'Frankenfish' sighting in Pennsylvania could spell disaster for local ecology

'Frankenfish' sighting in Pennsylvania could spell disaster for local ecology
News of a particularly unfriendly species of fish – known colloquially as "frankenfish" – being spotted in a Pennsylvania county has sparked concern among officials that the voracious predators could disrupt the local ecology.

The northern snakehead is an aggressive species that typically eats other fish. Nicknamed the "frankenfish," the invasive species could wreak havoc on the environment if it's allowed to spread, according to a fact sheet on the species authored by the US Geological Survey.

"Should snakeheads become established in North American ecosystems, their predatory behavior could drastically disrupt food webs and ecological conditions, thus forever changing native aquatic systems by modifying the array of native species," the agency wrote of the bloodthirsty fish.

The cannibalistic ecology-wrecker has no lack of scary features. For one, it is said to be able to "walk" on land – although it's actually more like wriggling or snake-like slithering and it mostly does so to get back to water, not to crawl into your house and murder you while you sleep.

The snakehead's young are also believed to start their lives by feeding on their mother, while it's still weak and incapable of hunting.

Snakeheads are survivors, capable of breathing on land for several days and weathering low-oxygen environments. The particular kind now caught in Lancaster County is native to China, Russia and Korea, but snakeheads were imported into the United States in the early 2000s.

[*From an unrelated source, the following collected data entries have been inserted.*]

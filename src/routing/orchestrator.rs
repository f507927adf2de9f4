use std::sync::Arc;

use parking_lot::Mutex;
use tokio::sync::mpsc;

use super::table::RoutingTable;
use crate::coordination::backend::CoordinationBackend;
use crate::coordination::types::{CoordinatedNode, Node};
use crate::coordination::Coordinator;
use crate::protocol::Frame;
use crate::relay::{RelayConsumer, RelayMessage};
use crate::server::Connections;

/// Ties the node together: joins the cluster, consumes membership updates,
/// reassigns the relay consumer, evicts revoked clients, and routes relayed
/// payloads to connections.
pub struct Orchestrator<B: CoordinationBackend> {
    local: Node,
    table: Arc<RoutingTable>,
    coordinator: Arc<Coordinator<B>>,
    connections: Arc<Connections>,
    consumer: Arc<dyn RelayConsumer>,
    membership: Mutex<Option<CoordinatedNode>>,
}

impl<B: CoordinationBackend> Orchestrator<B> {
    pub fn new(
        local: Node,
        table: Arc<RoutingTable>,
        coordinator: Arc<Coordinator<B>>,
        connections: Arc<Connections>,
        consumer: Arc<dyn RelayConsumer>,
    ) -> Arc<Self> {
        Arc::new(Self {
            local,
            table,
            coordinator,
            connections,
            consumer,
            membership: Mutex::new(None),
        })
    }

    /// Generates this node's split points, joins the cluster, and starts
    /// consuming membership updates and relayed payloads.
    pub async fn start(self: &Arc<Self>, relay_rx: mpsc::UnboundedReceiver<RelayMessage>) {
        let split_points = self.table.ring().generate_split_points(self.local.id);
        let member = CoordinatedNode::new(self.local.clone(), split_points);
        *self.membership.lock() = Some(member.clone());

        self.coordinator.join(member).await;
        let mut updates = self.coordinator.subscribe().await;
        // The consumer starts with no partitions until the first snapshot.
        self.consumer.assign(Vec::new());

        let orchestrator = Arc::clone(self);
        tokio::spawn(async move {
            while let Some(nodes) = updates.recv().await {
                orchestrator.on_state_update(nodes);
            }
            tracing::info!("Membership update stream closed");
        });

        let orchestrator = Arc::clone(self);
        tokio::spawn(async move {
            let mut relay_rx = relay_rx;
            while let Some(message) = relay_rx.recv().await {
                orchestrator.on_relay_message(message);
            }
        });
    }

    /// Leaves the cluster. Used on graceful shutdown.
    pub async fn shutdown(&self) {
        let member = self.membership.lock().take();
        if let Some(member) = member {
            tracing::info!("Leaving cluster as {}", member);
            self.coordinator.leave(member).await;
        }
    }

    pub(crate) fn on_state_update(&self, nodes: Vec<CoordinatedNode>) {
        tracing::info!("Received membership update with {} nodes", nodes.len());
        self.table.install(&nodes);

        let ranges = self.table.owned_ranges(self.local.id);
        tracing::info!("Node {} now owns partition ranges {:?}", self.local.id, ranges);
        self.consumer.assign(ranges);

        self.evict_not_owned();
    }

    /// Drops every connected client whose id no longer resolves to this
    /// node under the new routing view.
    fn evict_not_owned(&self) {
        let mut evicted = 0;
        for client_id in self.connections.client_ids() {
            let still_owned = self
                .table
                .resolve(client_id)
                .map(|owner| owner.id == self.local.id)
                .unwrap_or(false);
            if !still_owned {
                self.connections.disconnect(client_id);
                evicted += 1;
            }
        }
        if evicted > 0 {
            tracing::info!(
                "Evicted {} clients no longer owned by node {}",
                evicted,
                self.local.id
            );
        }
    }

    pub(crate) fn on_relay_message(&self, message: RelayMessage) {
        if !self
            .connections
            .send(message.client_id, Frame::data(message.payload))
        {
            tracing::debug!(
                "Dropping relayed payload for client {}: not connected here",
                message.client_id
            );
        }
    }
}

"They have teeth, and they are a fish eater. They're an aggressive predator, and they guard their young and so any fish that guards its young usually has a high rate of successful reproduction," Andy Shields, the director for the Bureau of Fisheries with the Pennsylvania Fish & Boat Commission, told WPMT, a local Fox affiliate. "We don't really know what their effect or impact is in Pennsylvania other than we have them in places where we haven't and people catch them."